Trickle Down?
Not one of the six coaches released/replaced during the regular season (defined here as 10/15/2011 through 2/29/2012) coached in the power conferences, a sharp break with the trend dating to 2007 (and earlier?). Of the six who were replaced, all but the first (Northern Arizona's Mike Adras resigned unexpectedly on December 9 during an NCAA probe of possible program violations) appeared to be at the overt initiative of the administration, with losing records and flagging fan interest cited as the catalysts for change. Those who lament the path taken by the mid/low majors of the Division I basketball world should at least acknowledge that those programs are subject to the same pressures (revenue, TV exposure, fan/alumni pressure to compete...) as the power conference programs. Adopting the same course of action as step #1 to remediate and set a new course should come as no surprise. The break in the high-to-mid pattern comes at the end of the season. Given the damage to the brand sustained with an embarrassing mid-year termination, high major programs often look outside of the institution for a prestige hire to repair that damage. Nonpower conference program ADs tend to evaluate the progress made during the season and in a number of cases promote the interim selection (almost always an assistant coach) who engineered the recovery. Of the six individuals who stepped in as interim hires last season, three were promoted to the first chair while two others hired someone outside of the program. Northern Arizona has yet to resolve Dave Brown's status, but it seems likely at this point that the Lumberjacks will open Fall Practice 2012 with a new head coach hired outside of the program.

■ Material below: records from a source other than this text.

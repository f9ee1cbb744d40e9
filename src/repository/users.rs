use async_trait::async_trait;
use sqlx::PgPool;

use crate::error::{map_unique_violation, AppError};
use crate::models::user::{NewUser, User, UserChanges};

pub const EMAIL_TAKEN: &str = "El email ya está registrado";

const USER_COLUMNS: &str = "id, name, email, password_hash, phone, address, company, tax_id, \
                            role, status, created_at, updated_at";

#[async_trait]
pub trait UserRepository: Send + Sync {
    /// All users, newest registration first.
    async fn list(&self) -> Result<Vec<User>, AppError>;

    async fn find_by_id(&self, id: i64) -> Result<Option<User>, AppError>;

    /// Case-insensitive lookup.
    async fn find_by_email(&self, email: &str) -> Result<Option<User>, AppError>;

    /// Fails with `Conflict` when the email is already registered.
    async fn insert(&self, user: NewUser) -> Result<User, AppError>;

    /// Returns `None` when no row has that id.
    async fn update(&self, id: i64, changes: UserChanges) -> Result<Option<User>, AppError>;

    async fn update_password(&self, id: i64, password_hash: &str) -> Result<bool, AppError>;

    /// Number of rows removed.
    async fn delete(&self, id: i64) -> Result<u64, AppError>;
}

#[derive(Clone)]
pub struct PgUserRepository {
    pool: PgPool,
}

impl PgUserRepository {
    pub fn new(pool: PgPool) -> Self {
        Self { pool }
    }
}

#[async_trait]
impl UserRepository for PgUserRepository {
    async fn list(&self) -> Result<Vec<User>, AppError> {
        let users = sqlx::query_as::<_, User>(&format!(
            "SELECT {USER_COLUMNS} FROM users ORDER BY created_at DESC, id DESC"
        ))
        .fetch_all(&self.pool)
        .await?;
        Ok(users)
    }

    async fn find_by_id(&self, id: i64) -> Result<Option<User>, AppError> {
        let user = sqlx::query_as::<_, User>(&format!("SELECT {USER_COLUMNS} FROM users WHERE id = $1"))
            .bind(id)
            .fetch_optional(&self.pool)
            .await?;
        Ok(user)
    }

    async fn find_by_email(&self, email: &str) -> Result<Option<User>, AppError> {
        let user = sqlx::query_as::<_, User>(&format!(
            "SELECT {USER_COLUMNS} FROM users WHERE LOWER(email) = LOWER($1)"
        ))
        .bind(email)
        .fetch_optional(&self.pool)
        .await?;
        Ok(user)
    }

    async fn insert(&self, user: NewUser) -> Result<User, AppError> {
        sqlx::query_as::<_, User>(&format!(
            "INSERT INTO users (name, email, password_hash, phone, address, company, tax_id, role, status)
             VALUES ($1, $2, $3, $4, $5, $6, $7, $8, $9)
             RETURNING {USER_COLUMNS}"
        ))
        .bind(&user.name)
        .bind(&user.email)
        .bind(&user.password_hash)
        .bind(&user.phone)
        .bind(&user.address)
        .bind(&user.company)
        .bind(&user.tax_id)
        .bind(user.role.as_str())
        .bind(user.status.as_str())
        .fetch_one(&self.pool)
        .await
        .map_err(|e| map_unique_violation(e, EMAIL_TAKEN))
    }

    async fn update(&self, id: i64, changes: UserChanges) -> Result<Option<User>, AppError> {
        sqlx::query_as::<_, User>(&format!(
            "UPDATE users SET
                name = COALESCE($2, name),
                email = COALESCE($3, email),
                phone = CASE WHEN $4 THEN $5 ELSE phone END,
                address = CASE WHEN $6 THEN $7 ELSE address END,
                company = CASE WHEN $8 THEN $9 ELSE company END,
                tax_id = CASE WHEN $10 THEN $11 ELSE tax_id END,
                role = COALESCE($12, role),
                status = COALESCE($13, status),
                updated_at = NOW()
             WHERE id = $1
             RETURNING {USER_COLUMNS}"
        ))
        .bind(id)
        .bind(changes.name)
        .bind(changes.email)
        .bind(changes.phone.is_some())
        .bind(changes.phone.flatten())
        .bind(changes.address.is_some())
        .bind(changes.address.flatten())
        .bind(changes.company.is_some())
        .bind(changes.company.flatten())
        .bind(changes.tax_id.is_some())
        .bind(changes.tax_id.flatten())
        .bind(changes.role.map(|r| r.as_str()))
        .bind(changes.status.map(|s| s.as_str()))
        .fetch_optional(&self.pool)
        .await
        .map_err(|e| map_unique_violation(e, EMAIL_TAKEN))
    }

    async fn update_password(&self, id: i64, password_hash: &str) -> Result<bool, AppError> {
        let result = sqlx::query("UPDATE users SET password_hash = $2, updated_at = NOW() WHERE id = $1")
            .bind(id)
            .bind(password_hash)
            .execute(&self.pool)
            .await?;
        Ok(result.rows_affected() > 0)
    }

    async fn delete(&self, id: i64) -> Result<u64, AppError> {
        let result = sqlx::query("DELETE FROM users WHERE id = $1")
            .bind(id)
            .execute(&self.pool)
            .await?;
        Ok(result.rows_affected())
    }
}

Winning Isn't Everything...Tickets Sales & Tournament Bids Are
That may sound crazy to the Arkansas-Pine Bluffs and Elons of the Division I world, but a 60.3% winning percentage was not good enough to save Doug Wojcik's job. Having logged a 140-92 record in seven seasons at Tulsa, Wojcik's teams had a series of badly timed losses combined with no NCAA bids (or CUSA championships) which convinced Tulsa AD Ross Parmley that it was time for a change. Fans, chastised by Wojcik more than once during his tenure, did not raise the hue and cry in the wake of his dismissal last March. Fan apathy and/or declines in ticket revenue/attendance were reasons cited in the dismissals of Mike Davis at UAB and Chris Lowery at Southern Illinois, though both had compiled winning records while heading up those programs. Unmet expectations, measured by NCAA bids, regression from prior (or historic) success or the even the team's conference record were variously cited in the dismissal announcements of Bruce Webber at Illinois, Doc Sadler at Nebraska and Ron Everhart at Duquesne.
An A-10 Digression
For Baron and Everhart in particular the fire/retain paradigm was more complicated than a single step-back season or year-end slump. Baron, a curmudgeonly 57 year old had clashed repeated with the Rhode Island fan-base during his 11 year tenure in Kingston, RI. A succession of late season collapses with no NCAA bid to show coupled with late off season recruiting sprees (always triggered when early recruits asked out of their LOIs in April or May) left a bitter taste for fans that even four consecutive 20 game winning seasons could not mask. The recession of 2008 worked in Baron's favor, placing enough pressure on Rhode Island's operating budget to discourage AD Thorr Bjorn from mounting an buyout initiative. Oddly, this season seemed to mark a turnaround in recruiting and Baron's efforts to put the program on the path to sustained success. The freshman class, recruited early, managed to get to campus intact and two very promising transfers, Andre Malone and Billy Baron (yes the coach's son) cleared the NCAA-mandated waiting period and joined the team late in December. Baron rekindled in season controversy by tossing senior guard Jamal Wilson, the team's leading scorer, off the team in late December even as the Runnin Rams were staggering to a horrific 1-11 start. The loss tally reached 23 as the season closed March 3. Eight years removed from a honeymoon with the Rhody fan-base, and with non-public money pledged to underwrite a buyout, Baron was released hours after Rhode Island's season-ending loss to Massachusetts.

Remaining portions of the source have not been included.